That’s because privacy is hard to define. It means different things to different people. Privacy may mean a secret you keep from everyone, or only from those who aren’t close friends. It may mean keeping parts of your body out of view from strangers, or it may mean preventing people from using your likeness or photo in ways you don’t approve of.
In Roe v. Wade the Supreme Court determined that a woman’s choice to get an abortion fit into an expansive definition of privacy - a definition that encompassed all of the scenarios above. The Roe court held that the government didn’t really have any business interfering in a woman’s private choice to give birth until her actions became potentially unsafe, at which point the government’s interest in the safety of its citizens exceeded a woman’s right to bodily autonomy. The court decided to draw this line at the first trimester.
“Privacy is a poor substitute for gender equality” - RBG
Using a difficult to define concept like privacy is a really crappy way of protecting gender rights because it is a workaround that never actually says that bodily autonomy should be protected for its own sake.
Unlike the U.S., in other nations abortion rights are placed within the much broader framework of human rights - where freedom, choice, or bodily autonomy form the rationale for legalizing abortion. Here in the United States the rationale for abortions is: consent, non-interference, or bodily privacy - a legal framework that can be challenged a lot more easily than one built around human dignity.
Challenges to other privacy rights are coming, and the Supreme Court is on board
Those challenges to other privacy rights are more likely than you think and something the Supreme Court has already signaled it is willing to consider. In his Dobbs concurrence, Justice Clarence Thomas said that the Supreme Court “should reconsider” three fundamental privacy decisions and “correct the (due process) error” established in those cases. The three cases are:
Griswold v. Connecticut: a 1965 decision that expanded privacy rights to include a married couples ability to use contraception.

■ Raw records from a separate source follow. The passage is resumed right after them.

//! Paged retrieval shared by every listing endpoint.
//!
//! Each listing response type implements [`Paginated`], which normalizes the
//! family-specific envelope into a [`Page`]. [`fetch_all`] then walks pages
//! starting at index 0 until the most recently fetched page says there are no
//! more, flattening the items in arrival order.

use std::future::Future;

use serde::de::DeserializeOwned;

use crate::Error;

/// Page size used when a listing is fully materialized.
pub const DEFAULT_PAGE_SIZE: u32 = 100;

/// One slice of an ordered result set.
#[derive(Clone, Debug, PartialEq)]
pub struct Page<T> {
    pub items: Vec<T>,
    /// Number of pages in the whole result set. Zero means the set is empty.
    pub total_pages: u32,
    /// Zero-based index of this page.
    pub current_page: u32,
}

impl<T> Page<T> {
    pub fn empty(current_page: u32) -> Self {
        Self {
            items: Vec::new(),
            total_pages: 0,
            current_page,
        }
    }

    /// Whether a page after this one exists.
    pub fn has_more(&self) -> bool {
        self.current_page.saturating_add(1) < self.total_pages
    }
}

/// A listing response envelope that can be normalized into a [`Page`].
pub trait Paginated: DeserializeOwned {
    type Item;

    /// Query key carrying the zero-based page index.
    const PAGE_PARAM: &'static str;

    /// Query key carrying the page size.
    const PAGE_SIZE_PARAM: &'static str;

    /// Converts the envelope into a page. `requested` is the page index the
    /// request asked for; envelopes that do not echo it back use it as-is.
    fn into_page(self, requested: u32) -> Page<Self::Item>;
}

/// Fetches every page and returns all items in page order.
///
/// `fetch_page` is called with 0, 1, 2, ... and the loop stops once the page
/// index reaches the `total_pages` reported by the latest page. Any failure
/// aborts the walk and nothing fetched so far is returned.
pub async fn fetch_all<T, F, Fut>(mut fetch_page: F) -> Result<Vec<T>, Error>
where
    F: FnMut(u32) -> Fut,
    Fut: Future<Output = Result<Page<T>, Error>>,
{
    let mut items = Vec::new();
    let mut page_index = 0u32;
    loop {
        let page = fetch_page(page_index).await?;
        tracing::debug!(
            "Fetched page {} of {} ({} items)",
            page_index + 1,
            page.total_pages,
            page.items.len()
        );
        if page.total_pages == 0 {
            break;
        }
        items.extend(page.items);
        page_index += 1;
        if page_index >= page.total_pages {
            break;
        }
    }
    Ok(items)
}
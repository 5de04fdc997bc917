use std::str::FromStr;

use crate::types::{ChargeSituation, ChargeType};

use super::common::{Filter, SortDirection};

/// Which date the charge listing range applies to.
#[derive(Clone, Copy, Debug, Default, PartialEq, Eq)]
pub enum FilterDateBy {
    #[default]
    DueDate,
    IssueDate,
    PaymentDate,
}

impl std::fmt::Display for FilterDateBy {
    fn fmt(&self, f: &mut std::fmt::Formatter<'_>) -> std::fmt::Result {
        write!(
            f,
            "{}",
            match self {
                FilterDateBy::DueDate => "VENCIMENTO",
                FilterDateBy::IssueDate => "EMISSAO",
                FilterDateBy::PaymentDate => "PAGAMENTO",
            }
        )
    }
}

impl FromStr for FilterDateBy {
    type Err = ();

    fn from_str(s: &str) -> Result<Self, Self::Err> {
        match s {
            "due" => Ok(FilterDateBy::DueDate),
            "issue" => Ok(FilterDateBy::IssueDate),
            "payment" => Ok(FilterDateBy::PaymentDate),
            _ => Err(()),
        }
    }
}

#[derive(Clone, Copy, Debug, Default, PartialEq, Eq)]
pub enum ChargeSortBy {
    Payer,
    ChargeType,
    RequestCode,
    YourNumber,
    IssueDate,
    #[default]
    DueDate,
    Amount,
    Situation,
}

impl std::fmt::Display for ChargeSortBy {
    fn fmt(&self, f: &mut std::fmt::Formatter<'_>) -> std::fmt::Result {
        write!(
            f,
            "{}",
            match self {
                ChargeSortBy::Payer => "PESSOA_PAGADORA",
                ChargeSortBy::ChargeType => "TIPO_COBRANCA",
                ChargeSortBy::RequestCode => "CODIGO_COBRANCA",
                ChargeSortBy::YourNumber => "IDENTIFICADOR",
                ChargeSortBy::IssueDate => "DATA_EMISSAO",
                ChargeSortBy::DueDate => "DATA_VENCIMENTO",
                ChargeSortBy::Amount => "VALOR",
                ChargeSortBy::Situation => "STATUS",
            }
        )
    }
}

impl FromStr for ChargeSortBy {
    type Err = ();

    fn from_str(s: &str) -> Result<Self, Self::Err> {
        match s {
            "payer" => Ok(ChargeSortBy::Payer),
            "type" => Ok(ChargeSortBy::ChargeType),
            "code" => Ok(ChargeSortBy::RequestCode),
            "your-number" => Ok(ChargeSortBy::YourNumber),
            "issue-date" => Ok(ChargeSortBy::IssueDate),
            "due-date" => Ok(ChargeSortBy::DueDate),
            "amount" => Ok(ChargeSortBy::Amount),
            "situation" => Ok(ChargeSortBy::Situation),
            _ => Err(()),
        }
    }
}

/// Narrows the charge listing and summary.
#[derive(Clone, Debug, Default, PartialEq)]
pub struct ChargeFilter {
    pub filter_date_by: Option<FilterDateBy>,
    pub situation: Option<ChargeSituation>,
    pub payer: Option<String>,
    pub payer_document: Option<String>,
    pub your_number: Option<String>,
    pub charge_type: Option<ChargeType>,
    pub sort_by: Option<ChargeSortBy>,
    pub sort_direction: Option<SortDirection>,
}

impl Filter for ChargeFilter {
    fn fields(&self) -> Vec<(&'static str, Option<String>)> {
        vec![
            ("filtrarDataPor", self.filter_date_by.map(|f| f.to_string())),
            ("situacao", self.situation.map(|s| s.to_string())),
            ("pessoaPagadora", self.payer.clone()),
            ("cpfCnpjPessoaPagadora", self.payer_document.clone()),
            ("seuNumero", self.your_number.clone()),
            ("tipoCobranca", self.charge_type.map(|t| t.to_string())),
            ("ordenarPor", self.sort_by.map(|s| s.to_string())),
            ("tipoOrdenacao", self.sort_direction.map(|d| d.to_string())),
        ]
    }
}

impl ChargeFilter {
    pub fn with_filter_date_by(mut self, filter_date_by: FilterDateBy) -> Self {
        self.filter_date_by = Some(filter_date_by);
        self
    }

    pub fn with_situation(mut self, situation: ChargeSituation) -> Self {
        self.situation = Some(situation);
        self
    }

    pub fn with_payer(mut self, payer: &str) -> Self {
        self.payer = Some(payer.to_string());
        self
    }

    pub fn with_payer_document(mut self, document: &str) -> Self {
        self.payer_document = Some(document.to_string());
        self
    }

    pub fn with_your_number(mut self, your_number: &str) -> Self {
        self.your_number = Some(your_number.to_string());
        self
    }

    pub fn with_charge_type(mut self, charge_type: ChargeType) -> Self {
        self.charge_type = Some(charge_type);
        self
    }

    pub fn with_sort_by(mut self, sort_by: ChargeSortBy) -> Self {
        self.sort_by = Some(sort_by);
        self
    }

    pub fn with_sort_direction(mut self, sort_direction: SortDirection) -> Self {
        self.sort_direction = Some(sort_direction);
        self
    }
}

Lawrence v. Texas: a 2003 case that made same-sex sexual activity constitutional nationwide.
Obergefell v. Hodges: a 2015 case that established the constitutional right to same-sex marriage.
(interracial marriage was interestingly left out of this list. I wonder why.)
These cases also relied on the shaky foundation of concepts like privacy rather than human rights or autonomy. Because these rights are also vulnerable to the same flaws in legal reasoning, future courts relying on the Dobbs decision may potentially erase decades of gains in sexual and reproductive self-determination.
Here’s how:
The Dobbs court bases its decision to nullify federal abortion rights on the idea that abortion isn’t mentioned anywhere in the Constitution, nor considered a privacy right when the Due Process Clause was ratified in 1868. The same logic applies to interracial marriage, same-sex marriage, contraception, and many other bodily privacy rights that also find no mention in the Constitution and also did not exist when the Due Process Clause was ratified in 1868, and would therefore now be considered unconstitutional under the logic of Dobbs' majority opinion.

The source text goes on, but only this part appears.